TASK MATERIAL
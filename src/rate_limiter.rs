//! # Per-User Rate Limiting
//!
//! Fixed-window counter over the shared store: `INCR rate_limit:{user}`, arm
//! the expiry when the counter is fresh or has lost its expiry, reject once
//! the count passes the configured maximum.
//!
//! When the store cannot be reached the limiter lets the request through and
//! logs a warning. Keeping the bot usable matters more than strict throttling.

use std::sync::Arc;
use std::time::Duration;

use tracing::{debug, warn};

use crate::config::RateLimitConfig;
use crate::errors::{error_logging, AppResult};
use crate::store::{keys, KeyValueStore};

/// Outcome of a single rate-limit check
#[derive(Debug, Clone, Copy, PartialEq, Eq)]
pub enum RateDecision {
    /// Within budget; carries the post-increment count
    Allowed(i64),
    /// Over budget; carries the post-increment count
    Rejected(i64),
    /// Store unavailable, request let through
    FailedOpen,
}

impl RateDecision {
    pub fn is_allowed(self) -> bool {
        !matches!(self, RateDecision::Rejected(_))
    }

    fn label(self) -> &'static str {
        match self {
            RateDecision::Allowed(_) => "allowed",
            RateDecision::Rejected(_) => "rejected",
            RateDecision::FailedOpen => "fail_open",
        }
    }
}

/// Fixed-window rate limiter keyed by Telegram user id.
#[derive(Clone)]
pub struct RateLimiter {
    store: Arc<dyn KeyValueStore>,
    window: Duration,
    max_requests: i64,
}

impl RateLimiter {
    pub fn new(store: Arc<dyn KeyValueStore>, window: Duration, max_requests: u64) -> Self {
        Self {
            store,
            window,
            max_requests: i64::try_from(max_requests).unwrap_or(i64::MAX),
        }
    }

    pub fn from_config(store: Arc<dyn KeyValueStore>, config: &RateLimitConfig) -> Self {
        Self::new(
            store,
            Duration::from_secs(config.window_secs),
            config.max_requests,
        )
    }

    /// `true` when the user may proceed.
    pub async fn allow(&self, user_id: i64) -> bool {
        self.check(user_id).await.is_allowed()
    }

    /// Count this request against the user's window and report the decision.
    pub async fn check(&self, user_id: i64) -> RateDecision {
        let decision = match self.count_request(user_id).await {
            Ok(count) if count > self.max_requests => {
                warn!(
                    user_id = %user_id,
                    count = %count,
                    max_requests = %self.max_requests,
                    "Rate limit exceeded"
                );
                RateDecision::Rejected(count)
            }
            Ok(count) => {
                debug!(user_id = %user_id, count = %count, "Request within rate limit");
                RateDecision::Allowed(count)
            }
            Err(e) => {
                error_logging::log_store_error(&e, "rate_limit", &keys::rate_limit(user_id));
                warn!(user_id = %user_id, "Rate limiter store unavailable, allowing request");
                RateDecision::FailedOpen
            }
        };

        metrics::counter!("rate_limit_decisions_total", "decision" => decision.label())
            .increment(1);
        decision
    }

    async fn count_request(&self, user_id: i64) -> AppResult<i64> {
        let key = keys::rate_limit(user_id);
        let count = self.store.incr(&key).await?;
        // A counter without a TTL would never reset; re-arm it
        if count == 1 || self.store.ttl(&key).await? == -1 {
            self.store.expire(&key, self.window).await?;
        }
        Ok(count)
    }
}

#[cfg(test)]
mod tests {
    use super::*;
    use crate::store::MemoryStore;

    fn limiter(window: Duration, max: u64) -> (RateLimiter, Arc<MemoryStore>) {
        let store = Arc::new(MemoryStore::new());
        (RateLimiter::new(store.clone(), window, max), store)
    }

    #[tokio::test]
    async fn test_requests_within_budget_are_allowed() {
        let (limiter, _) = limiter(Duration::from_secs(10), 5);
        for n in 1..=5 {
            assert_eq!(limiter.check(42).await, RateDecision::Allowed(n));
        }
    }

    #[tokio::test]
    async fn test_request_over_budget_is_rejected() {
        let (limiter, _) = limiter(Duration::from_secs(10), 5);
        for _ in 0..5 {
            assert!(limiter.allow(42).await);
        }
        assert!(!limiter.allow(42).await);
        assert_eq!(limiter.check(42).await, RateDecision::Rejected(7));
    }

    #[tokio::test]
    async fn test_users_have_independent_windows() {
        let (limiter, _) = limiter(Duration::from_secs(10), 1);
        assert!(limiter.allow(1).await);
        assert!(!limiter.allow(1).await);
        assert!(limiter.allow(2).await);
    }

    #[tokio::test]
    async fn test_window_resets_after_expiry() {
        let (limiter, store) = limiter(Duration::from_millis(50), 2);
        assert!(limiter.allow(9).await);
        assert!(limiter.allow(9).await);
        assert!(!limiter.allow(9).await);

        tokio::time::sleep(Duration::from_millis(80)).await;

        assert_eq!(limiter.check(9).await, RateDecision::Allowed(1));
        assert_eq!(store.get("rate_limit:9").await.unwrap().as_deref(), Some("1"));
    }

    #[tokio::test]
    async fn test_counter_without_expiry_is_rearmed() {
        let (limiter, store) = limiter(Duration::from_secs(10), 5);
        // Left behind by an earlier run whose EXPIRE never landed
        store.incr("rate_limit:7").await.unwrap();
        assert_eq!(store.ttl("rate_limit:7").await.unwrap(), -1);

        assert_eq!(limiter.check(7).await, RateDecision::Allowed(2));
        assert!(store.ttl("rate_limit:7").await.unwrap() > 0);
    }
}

WHAT YOU HAVE TO DO
Reproduce, with no other lines, the run of lines that begins with the one containing "if count == 1" and ends with the last line of the material.

FINISHED EXERCISE
        if count == 1 || self.store.ttl(&key).await? == -1 {
            self.store.expire(&key, self.window).await?;
        }
        Ok(count)
    }
}

#[cfg(test)]
mod tests {
    use super::*;
    use crate::store::MemoryStore;

    fn limiter(window: Duration, max: u64) -> (RateLimiter, Arc<MemoryStore>) {
        let store = Arc::new(MemoryStore::new());
        (RateLimiter::new(store.clone(), window, max), store)
    }

    #[tokio::test]
    async fn test_requests_within_budget_are_allowed() {
        let (limiter, _) = limiter(Duration::from_secs(10), 5);
        for n in 1..=5 {
            assert_eq!(limiter.check(42).await, RateDecision::Allowed(n));
        }
    }

    #[tokio::test]
    async fn test_request_over_budget_is_rejected() {
        let (limiter, _) = limiter(Duration::from_secs(10), 5);
        for _ in 0..5 {
            assert!(limiter.allow(42).await);
        }
        assert!(!limiter.allow(42).await);
        assert_eq!(limiter.check(42).await, RateDecision::Rejected(7));
    }

    #[tokio::test]
    async fn test_users_have_independent_windows() {
        let (limiter, _) = limiter(Duration::from_secs(10), 1);
        assert!(limiter.allow(1).await);
        assert!(!limiter.allow(1).await);
        assert!(limiter.allow(2).await);
    }

    #[tokio::test]
    async fn test_window_resets_after_expiry() {
        let (limiter, store) = limiter(Duration::from_millis(50), 2);
        assert!(limiter.allow(9).await);
        assert!(limiter.allow(9).await);
        assert!(!limiter.allow(9).await);

        tokio::time::sleep(Duration::from_millis(80)).await;

        assert_eq!(limiter.check(9).await, RateDecision::Allowed(1));
        assert_eq!(store.get("rate_limit:9").await.unwrap().as_deref(), Some("1"));
    }

    #[tokio::test]
    async fn test_counter_without_expiry_is_rearmed() {
        let (limiter, store) = limiter(Duration::from_secs(10), 5);
        // Left behind by an earlier run whose EXPIRE never landed
        store.incr("rate_limit:7").await.unwrap();
        assert_eq!(store.ttl("rate_limit:7").await.unwrap(), -1);

        assert_eq!(limiter.check(7).await, RateDecision::Allowed(2));
        assert!(store.ttl("rate_limit:7").await.unwrap() > 0);
    }
}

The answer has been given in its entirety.